The center of the Union defense was finally broken when the Confederate troops assembled more than 500 cannon on the slope facing down to the sunken road in order to bombard the Union center. It was at this battery position that reenactors from the Alabama regiment (CSA) demonstrated firing a Civil War cannon. (According to the reenactors, in actual battle, most of the safety precautions the rennactors employed such as double mopping the cannon, bringing charges from the rear, letting the cannon muzzle cool, etc... were dropped.)


After their demonstration, the rennactors returned to their camp near the battery and we had a chance to talk with them about why they pursued it as a hobby. Many of them took spend about a third of their weekends a year doing it.

When the the Union lines were finally broken, they were able to retreat into strong defensive positions around Pittsburgh Landing and were reinforced during the night by the advanced forces of Buell's Army. The next day, they counterattacked and drove the Confederates back over the ground they had gained the previous day. At the end of the day, the Confederate army was in full retreat and eventually marched back to Corinth in defeat.

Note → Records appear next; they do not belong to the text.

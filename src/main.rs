// ABOUTME: Entry point for the parcel binary.
// ABOUTME: Parses CLI arguments, initializes tracing, loads configuration, and dispatches subcommands.

mod app;
mod config;

use std::path::PathBuf;

use clap::{Parser, Subcommand};
use parcel_core::{ArtifactType, NewArtifact};

use crate::config::ParcelConfig;

/// Reliable delivery queue for captured artifacts.
#[derive(Parser)]
#[command(name = "parcel")]
#[command(version)]
struct Cli {
    #[command(subcommand)]
    command: Commands,
}

#[derive(Subcommand)]
enum Commands {
    /// Run the delivery daemon until Ctrl-C
    Run,
    /// Queue a captured file and run one drain pass
    Enqueue {
        path: PathBuf,
        /// Destination chat id
        #[arg(long)]
        chat: String,
        /// photo, video, audio, location, text, or other
        #[arg(long = "type", value_name = "TYPE")]
        artifact_type: ArtifactType,
        /// Capture time in milliseconds since the Unix epoch (default: now)
        #[arg(long)]
        captured_at: Option<i64>,
    },
    /// Queue a text message and run one drain pass
    Text {
        message: String,
        #[arg(long)]
        chat: String,
    },
    /// Run one drain pass now
    Drain,
    /// Show pending records
    List {
        #[arg(long)]
        json: bool,
    },
    /// Delete artifact files older than the retention period
    Sweep,
    /// Persist the bot token and device label
    Configure {
        #[arg(long)]
        token: Option<String>,
        #[arg(long)]
        label: Option<String>,
    },
}

#[tokio::main]
async fn main() -> anyhow::Result<()> {
    // A missing .env file is normal.
    let _ = dotenvy::dotenv();

    tracing_subscriber::fmt()
        .with_env_filter(
            tracing_subscriber::EnvFilter::try_from_default_env().unwrap_or_else(|_| {
                tracing_subscriber::EnvFilter::new(
                    "parcel=info,parcel_engine=info,parcel_store=info,parcel_delivery=info",
                )
            }),
        )
        .init();

    let cli = Cli::parse();
    let config = ParcelConfig::from_env()?;
    let store = app::open_store(&config)?;

    match cli.command {
        Commands::Run => {
            let service = app::build_service(&config, store)?;
            app::run(&config, service).await?;
        }
        Commands::Enqueue {
            path,
            chat,
            artifact_type,
            captured_at,
        } => {
            let artifact = app::file_artifact(path, chat, artifact_type, captured_at)?;
            let service = app::build_service(&config, store)?;
            let result = app::enqueue(&service, artifact).await;
            service.shutdown().await;
            result?;
        }
        Commands::Text { message, chat } => {
            let artifact = NewArtifact::text(message, chat, app::captured_at(None)?);
            let service = app::build_service(&config, store)?;
            let result = app::enqueue(&service, artifact).await;
            service.shutdown().await;
            result?;
        }
        Commands::Drain => {
            let service = app::build_service(&config, store)?;
            let result = app::drain(&service).await;
            service.shutdown().await;
            result?;
        }
        Commands::List { json } => app::list(&store, json)?,
        Commands::Sweep => app::sweep(&config)?,
        Commands::Configure { token, label } => app::configure(&store, token, label)?,
    }

    Ok(())
}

The number of American (both USA and CSA) casualities from this battle was more than from all American wars combined up to that time. While Shiloh resulted in large territorial gains for the Union army, the enormity of the casualities eclipsed much of the political advantage that might have otherwise derived. The thought that the war would end quickly vanished. Grant is later said to have realized after Shiloh that there would be no way to save the Union without complete conquest of the South.

INDIAN MOUNDS


Shiloh National Battlefield also by chance preserved indian mounds from what was once a large Mississippian Indian settlement. So we explored these as well.